» Instructions for the task:
Pick every line out of the entries below that has the string "Number", and copy it.

==== Material for this exercise

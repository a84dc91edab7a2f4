//! CSV / XLSX 表格解析
//!
//! 表头大小写不敏感，空格按下划线处理；完全空白的行被忽略。

use calamine::{Data, Reader, Xlsx};
use chrono::NaiveDate;
use std::collections::HashMap;
use std::io::Cursor;

use super::Upload;
use crate::models::ErrorCode;
use crate::utils::dates::{excel_serial_to_date, parse_date_text};

/// 解析失败
#[derive(Debug)]
pub enum ImportParseError {
    MissingColumn(String),
    ParseFailed(String),
    EmptyFile,
    UnsupportedFormat(String),
}

impl ImportParseError {
    pub fn error_code(&self) -> ErrorCode {
        match self {
            Self::MissingColumn(_) => ErrorCode::ImportFileMissingColumn,
            Self::ParseFailed(_) | Self::UnsupportedFormat(_) => ErrorCode::ImportFileParseFailed,
            Self::EmptyFile => ErrorCode::ImportFileDataInvalid,
        }
    }

    pub fn message(&self) -> String {
        match self {
            Self::MissingColumn(col) => format!("缺少必需列: {col}"),
            Self::ParseFailed(msg) => msg.clone(),
            Self::EmptyFile => "文件中没有数据".to_string(),
            Self::UnsupportedFormat(name) => format!("不支持的文件类型: {name}，仅支持 .xlsx 或 .csv"),
        }
    }
}

/// 单元格
#[derive(Debug, Clone, PartialEq)]
pub enum Cell {
    Empty,
    Text(String),
    Number(f64),
}

impl Cell {
    /// 文本值，空白返回 None；整数值不带小数部分
    pub fn text(&self) -> Option<String> {
        match self {
            Cell::Empty => None,
            Cell::Text(s) => {
                let s = s.trim();
                (!s.is_empty()).then(|| s.to_string())
            }
            Cell::Number(n) => {
                if n.fract() == 0.0 && n.abs() < 1e15 {
                    Some(format!("{}", *n as i64))
                } else {
                    Some(n.to_string())
                }
            }
        }
    }

    /// 日期值，数字按 Excel 序列号解析
    pub fn date(&self) -> Result<Option<NaiveDate>, String> {
        match self {
            Cell::Empty => Ok(None),
            Cell::Number(n) => excel_serial_to_date(*n)
                .map(Some)
                .ok_or_else(|| format!("无效的 Excel 日期序列号: {n}")),
            Cell::Text(s) if s.trim().is_empty() => Ok(None),
            Cell::Text(s) => parse_date_text(s)
                .map(Some)
                .ok_or_else(|| format!("无法识别的日期: {}", s.trim())),
        }
    }
}

impl From<&Data> for Cell {
    fn from(data: &Data) -> Self {
        match data {
            Data::Empty => Cell::Empty,
            Data::String(s) => Cell::Text(s.clone()),
            Data::Float(f) => Cell::Number(*f),
            Data::Int(i) => Cell::Number(*i as f64),
            Data::DateTime(dt) => Cell::Number(dt.as_f64()),
            other => Cell::Text(other.to_string()),
        }
    }
}

/// 一行数据
#[derive(Debug, Clone)]
pub struct SheetRow {
    /// 在文件中的行号，表头为第 1 行
    pub row_num: i64,
    pub cells: Vec<Cell>,
}

impl SheetRow {
    fn cell(&self, idx: Option<usize>) -> &Cell {
        idx.and_then(|i| self.cells.get(i)).unwrap_or(&Cell::Empty)
    }

    pub fn text(&self, idx: Option<usize>) -> Option<String> {
        self.cell(idx).text()
    }

    pub fn date(&self, idx: Option<usize>) -> Result<Option<NaiveDate>, String> {
        self.cell(idx).date()
    }
}

/// 解析后的表格
#[derive(Debug, Clone)]
pub struct ImportSheet {
    columns: HashMap<String, usize>,
    pub rows: Vec<SheetRow>,
}

impl ImportSheet {
    fn new(headers: Vec<String>, rows: Vec<SheetRow>) -> Self {
        let mut columns = HashMap::new();
        for (idx, header) in headers.into_iter().enumerate() {
            let key = normalize_header(&header);
            if !key.is_empty() {
                columns.entry(key).or_insert(idx);
            }
        }
        Self { columns, rows }
    }

    pub fn column(&self, name: &str) -> Option<usize> {
        self.columns.get(name).copied()
    }

    /// 检查必需列是否存在
    pub fn require_columns(&self, names: &[&str]) -> Result<(), ImportParseError> {
        for name in names {
            if !self.columns.contains_key(*name) {
                return Err(ImportParseError::MissingColumn((*name).to_string()));
            }
        }
        Ok(())
    }
}

fn normalize_header(header: &str) -> String {
    header
        .trim()
        .to_lowercase()
        .split_whitespace()
        .collect::<Vec<_>>()
        .join("_")
}

/// 按扩展名选择解析方式
pub fn parse_upload(upload: &Upload) -> Result<ImportSheet, ImportParseError> {
    let name = upload.file_name.to_lowercase();
    if name.ends_with(".xlsx") {
        parse_xlsx(&upload.bytes)
    } else if name.ends_with(".csv") || name.is_empty() {
        parse_csv(&upload.bytes)
    } else {
        Err(ImportParseError::UnsupportedFormat(upload.file_name.clone()))
    }
}

pub fn parse_csv(data: &[u8]) -> Result<ImportSheet, ImportParseError> {
    // 去掉 Excel 导出 CSV 时带上的 BOM
    let data = data.strip_prefix(b"\xEF\xBB\xBF".as_slice()).unwrap_or(data);

    let mut rdr = csv::ReaderBuilder::new()
        .has_headers(true)
        .flexible(true)
        .from_reader(Cursor::new(data));

    let headers: Vec<String> = rdr
        .headers()
        .map_err(|e| ImportParseError::ParseFailed(format!("读取表头失败: {e}")))?
        .iter()
        .map(str::to_string)
        .collect();
    if headers.iter().all(|h| h.trim().is_empty()) {
        return Err(ImportParseError::EmptyFile);
    }

    let mut rows = Vec::new();
    for (idx, result) in rdr.records().enumerate() {
        let row_num = idx as i64 + 2;
        let record = result
            .map_err(|e| ImportParseError::ParseFailed(format!("第 {row_num} 行解析失败: {e}")))?;

        let cells: Vec<Cell> = record
            .iter()
            .map(|v| {
                if v.trim().is_empty() {
                    Cell::Empty
                } else {
                    Cell::Text(v.to_string())
                }
            })
            .collect();
        if cells.iter().all(|c| *c == Cell::Empty) {
            continue;
        }
        rows.push(SheetRow { row_num, cells });
    }

    Ok(ImportSheet::new(headers, rows))
}

pub fn parse_xlsx(data: &[u8]) -> Result<ImportSheet, ImportParseError> {
    let mut workbook: Xlsx<_> = Xlsx::new(Cursor::new(data))
        .map_err(|e| ImportParseError::ParseFailed(format!("打开 XLSX 失败: {e}")))?;

    let sheet_name = workbook
        .sheet_names()
        .first()
        .cloned()
        .ok_or_else(|| ImportParseError::ParseFailed("工作簿中没有工作表".to_string()))?;

    let range = workbook
        .worksheet_range(&sheet_name)
        .map_err(|e| ImportParseError::ParseFailed(format!("读取工作表失败: {e}")))?;

    // 工作表可能不从 A1 开始
    let first_row = range.start().map(|(row, _)| row as i64).unwrap_or(0);

    let mut rows_iter = range.rows().enumerate();
    let (_, header_row) = rows_iter.next().ok_or(ImportParseError::EmptyFile)?;
    let headers: Vec<String> = header_row.iter().map(|c| c.to_string()).collect();

    let mut rows = Vec::new();
    for (idx, row) in rows_iter {
        let cells: Vec<Cell> = row.iter().map(Cell::from).collect();
        if cells.iter().all(|c| c.text().is_none()) {
            continue;
        }
        rows.push(SheetRow {
            row_num: first_row + idx as i64 + 1,
            cells,
        });
    }

    Ok(ImportSheet::new(headers, rows))
}

#[cfg(test)]
mod tests {
    use super::*;

    #[test]
    fn test_csv_headers_are_case_insensitive() {
        let csv = "Name,EMAIL,Date Of Birth\nAna,ana@school.test,2012-05-01\n,,\nBen,ben@school.test,\n";
        let sheet = parse_csv(csv.as_bytes()).unwrap();
        assert!(sheet.require_columns(&["name", "email"]).is_ok());
        assert_eq!(sheet.column("date_of_birth"), Some(2));
        // 空行被忽略，行号保持文件中的位置
        assert_eq!(sheet.rows.len(), 2);
        assert_eq!(sheet.rows[1].row_num, 4);
        assert_eq!(
            sheet.rows[0].date(sheet.column("date_of_birth")).unwrap(),
            NaiveDate::from_ymd_opt(2012, 5, 1)
        );
        assert_eq!(sheet.rows[1].date(sheet.column("date_of_birth")).unwrap(), None);
    }

    #[test]
    fn test_missing_column() {
        let sheet = parse_csv(b"name,phone\nAna,123456\n").unwrap();
        let err = sheet.require_columns(&["name", "email"]).unwrap_err();
        assert_eq!(err.error_code(), ErrorCode::ImportFileMissingColumn);
        assert!(err.message().contains("email"));
    }

    #[test]
    fn test_bom_is_stripped() {
        let sheet = parse_csv("\u{feff}name,email\nAna,ana@school.test\n".as_bytes()).unwrap();
        assert_eq!(sheet.column("name"), Some(0));
    }

    #[test]
    fn test_cell_conversion() {
        assert_eq!(Cell::Number(812345678.0).text().as_deref(), Some("812345678"));
        assert_eq!(Cell::Number(2.5).text().as_deref(), Some("2.5"));
        assert_eq!(Cell::Text("  ".to_string()).text(), None);
        assert_eq!(
            Cell::Number(45658.0).date().unwrap(),
            NaiveDate::from_ymd_opt(2025, 1, 1)
        );
        assert!(Cell::Number(60.0).date().is_err());
        assert!(Cell::Text("soon".to_string()).date().is_err());
    }

    #[test]
    fn test_unsupported_extension() {
        let upload = Upload {
            file_name: "students.pdf".to_string(),
            bytes: b"%PDF".to_vec(),
        };
        assert!(matches!(
            parse_upload(&upload),
            Err(ImportParseError::UnsupportedFormat(_))
        ));
    }

    #[test]
    fn test_xlsx_round_trip_with_generated_template() {
        let bytes = crate::services::imports::template::xlsx_bytes(
            &["name", "email", "enrolled_on"],
            &["Ana", "ana@school.test", "2024-09-01"],
            "students",
        )
        .unwrap();
        let sheet = parse_xlsx(&bytes).unwrap();
        assert_eq!(sheet.rows.len(), 1);
        assert_eq!(sheet.rows[0].row_num, 2);
        assert_eq!(
            sheet.rows[0].text(sheet.column("email")).as_deref(),
            Some("ana@school.test")
        );
    }
}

========

» Your response:
    Number(f64),
            Cell::Number(n) => {
            Cell::Number(n) => excel_serial_to_date(*n)
            Data::Float(f) => Cell::Number(*f),
            Data::Int(i) => Cell::Number(*i as f64),
            Data::DateTime(dt) => Cell::Number(dt.as_f64()),
        assert_eq!(Cell::Number(812345678.0).text().as_deref(), Some("812345678"));
        assert_eq!(Cell::Number(2.5).text().as_deref(), Some("2.5"));
            Cell::Number(45658.0).date().unwrap(),
        assert!(Cell::Number(60.0).date().is_err());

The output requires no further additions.